● WORK INSTRUCTIONS:
For each line in the material below that holds "derive", copy that line.

● SUPPLIED MATERIAL:
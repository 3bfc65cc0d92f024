//! Actors: sprites with a pose, a program and transient bubbles
//!
//! An [`Actor`] owns its program and the cursor state that tracks progress
//! through it. Bubble timers are referenced by handle only; the timer queue
//! that fires them lives in the store.

use serde::Serialize;
use std::collections::BTreeMap;
use std::fmt;

use super::command::Command;
use super::timer::TimerHandle;

/// Stable actor identifier
#[derive(Debug, Clone, Copy, PartialEq, Eq, Hash, PartialOrd, Ord, Serialize)]
pub struct ActorId(pub u32);

impl fmt::Display for ActorId {
    fn fmt(&self, f: &mut fmt::Formatter<'_>) -> fmt::Result {
        write!(f, "{}", self.0)
    }
}

/// Which bubble an actor is showing
#[derive(Debug, Clone, Copy, PartialEq, Eq, Hash, Serialize)]
#[serde(rename_all = "snake_case")]
pub enum BubbleKind {
    /// Speech bubble (`Say`)
    Speech,
    /// Thought bubble (`Think`)
    Thought,
}

/// A visible bubble and its pending auto-clear
#[derive(Debug, Clone, PartialEq)]
pub struct Bubble {
    /// Speech or thought
    pub kind: BubbleKind,
    /// Displayed text
    pub text: String,
    /// Auto-clear timer, if armed
    pub timer: Option<TimerHandle>,
}

/// Position of an actor inside its program
///
/// `loop_counters` and `nested` are keyed by the index of a `Repeat` command
/// in the top-level program and hold entries only while that loop is
/// running.
#[derive(Debug, Clone, Default, PartialEq, Eq)]
pub struct ProgramCursor {
    /// Index of the next top-level command
    pub pc: usize,
    /// Remaining passes per running loop
    pub loop_counters: BTreeMap<usize, i64>,
    /// Next body index per running loop
    pub nested: BTreeMap<usize, usize>,
}

impl ProgramCursor {
    /// Back to the start with no loop state
    pub fn reset(&mut self) {
        self.pc = 0;
        self.loop_counters.clear();
        self.nested.clear();
    }

    /// Whether the cursor is at its initial position
    pub fn is_reset(&self) -> bool {
        self.pc == 0 && self.loop_counters.is_empty() && self.nested.is_empty()
    }

    /// Forget the bookkeeping of the loop at `index`
    pub(crate) fn exit_loop(&mut self, index: usize) {
        self.loop_counters.remove(&index);
        self.nested.remove(&index);
    }

    /// Keep positions aligned after the command at `index` was removed
    pub(crate) fn command_removed(&mut self, index: usize) {
        self.exit_loop(index);
        if self.pc > index {
            self.pc -= 1;
        }
        self.loop_counters = shift_keys_down(std::mem::take(&mut self.loop_counters), index);
        self.nested = shift_keys_down(std::mem::take(&mut self.nested), index);
    }
}

fn shift_keys_down<V>(map: BTreeMap<usize, V>, removed: usize) -> BTreeMap<usize, V> {
    map.into_iter()
        .map(|(k, v)| if k > removed { (k - 1, v) } else { (k, v) })
        .collect()
}

/// A sprite on the stage
#[derive(Debug, Clone, PartialEq)]
pub struct Actor {
    /// Identifier
    pub id: ActorId,
    /// Display name
    pub name: String,
    /// Centre x in stage coordinates
    pub x: f64,
    /// Centre y in stage coordinates
    pub y: f64,
    /// Heading in degrees, `0..360`, 90 pointing right
    pub heading: i64,
    /// Commands run on play
    pub program: Vec<Command>,
    /// Progress through `program`
    pub cursor: ProgramCursor,
    /// Current speech or thought bubble
    pub bubble: Option<Bubble>,
}

impl Actor {
    /// Create an actor with the default pose and an empty program
    pub fn new(id: ActorId, name: impl Into<String>) -> Self {
        Self {
            id,
            name: name.into(),
            x: 0.0,
            y: 100.0,
            heading: 90,
            program: Vec::new(),
            cursor: ProgramCursor::default(),
            bubble: None,
        }
    }

    /// Place the actor (unclamped; the store clamps on insertion)
    pub fn at(mut self, x: f64, y: f64) -> Self {
        self.x = x;
        self.y = y;
        self
    }

    /// Seed the program
    pub fn with_program(mut self, program: Vec<Command>) -> Self {
        self.program = program;
        self
    }

    /// Text of the speech bubble, empty when none is shown
    pub fn speech_text(&self) -> &str {
        self.bubble_text(BubbleKind::Speech)
    }

    /// Text of the thought bubble, empty when none is shown
    pub fn thought_text(&self) -> &str {
        self.bubble_text(BubbleKind::Thought)
    }

    fn bubble_text(&self, kind: BubbleKind) -> &str {
        match &self.bubble {
            Some(b) if b.kind == kind => &b.text,
            _ => "",
        }
    }

    /// Pending auto-clear timer of the current bubble
    pub fn bubble_timer(&self) -> Option<TimerHandle> {
        self.bubble.as_ref().and_then(|b| b.timer)
    }

    /// Remove any bubble, returning the timer the caller must cancel
    pub fn clear_bubble(&mut self) -> Option<TimerHandle> {
        self.bubble.take().and_then(|b| b.timer)
    }

    /// Rewind the program and drop bubbles, returning the timer to cancel
    pub fn reset_run_state(&mut self) -> Option<TimerHandle> {
        self.cursor.reset();
        self.clear_bubble()
    }

    /// Whether the cursor has run off the end of the program
    pub fn is_finished(&self) -> bool {
        self.cursor.pc >= self.program.len()
    }
}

● ANSWER BELOW:
#[derive(Debug, Clone, Copy, PartialEq, Eq, Hash, PartialOrd, Ord, Serialize)]
#[derive(Debug, Clone, Copy, PartialEq, Eq, Hash, Serialize)]
#[derive(Debug, Clone, PartialEq)]
#[derive(Debug, Clone, Default, PartialEq, Eq)]
#[derive(Debug, Clone, PartialEq)]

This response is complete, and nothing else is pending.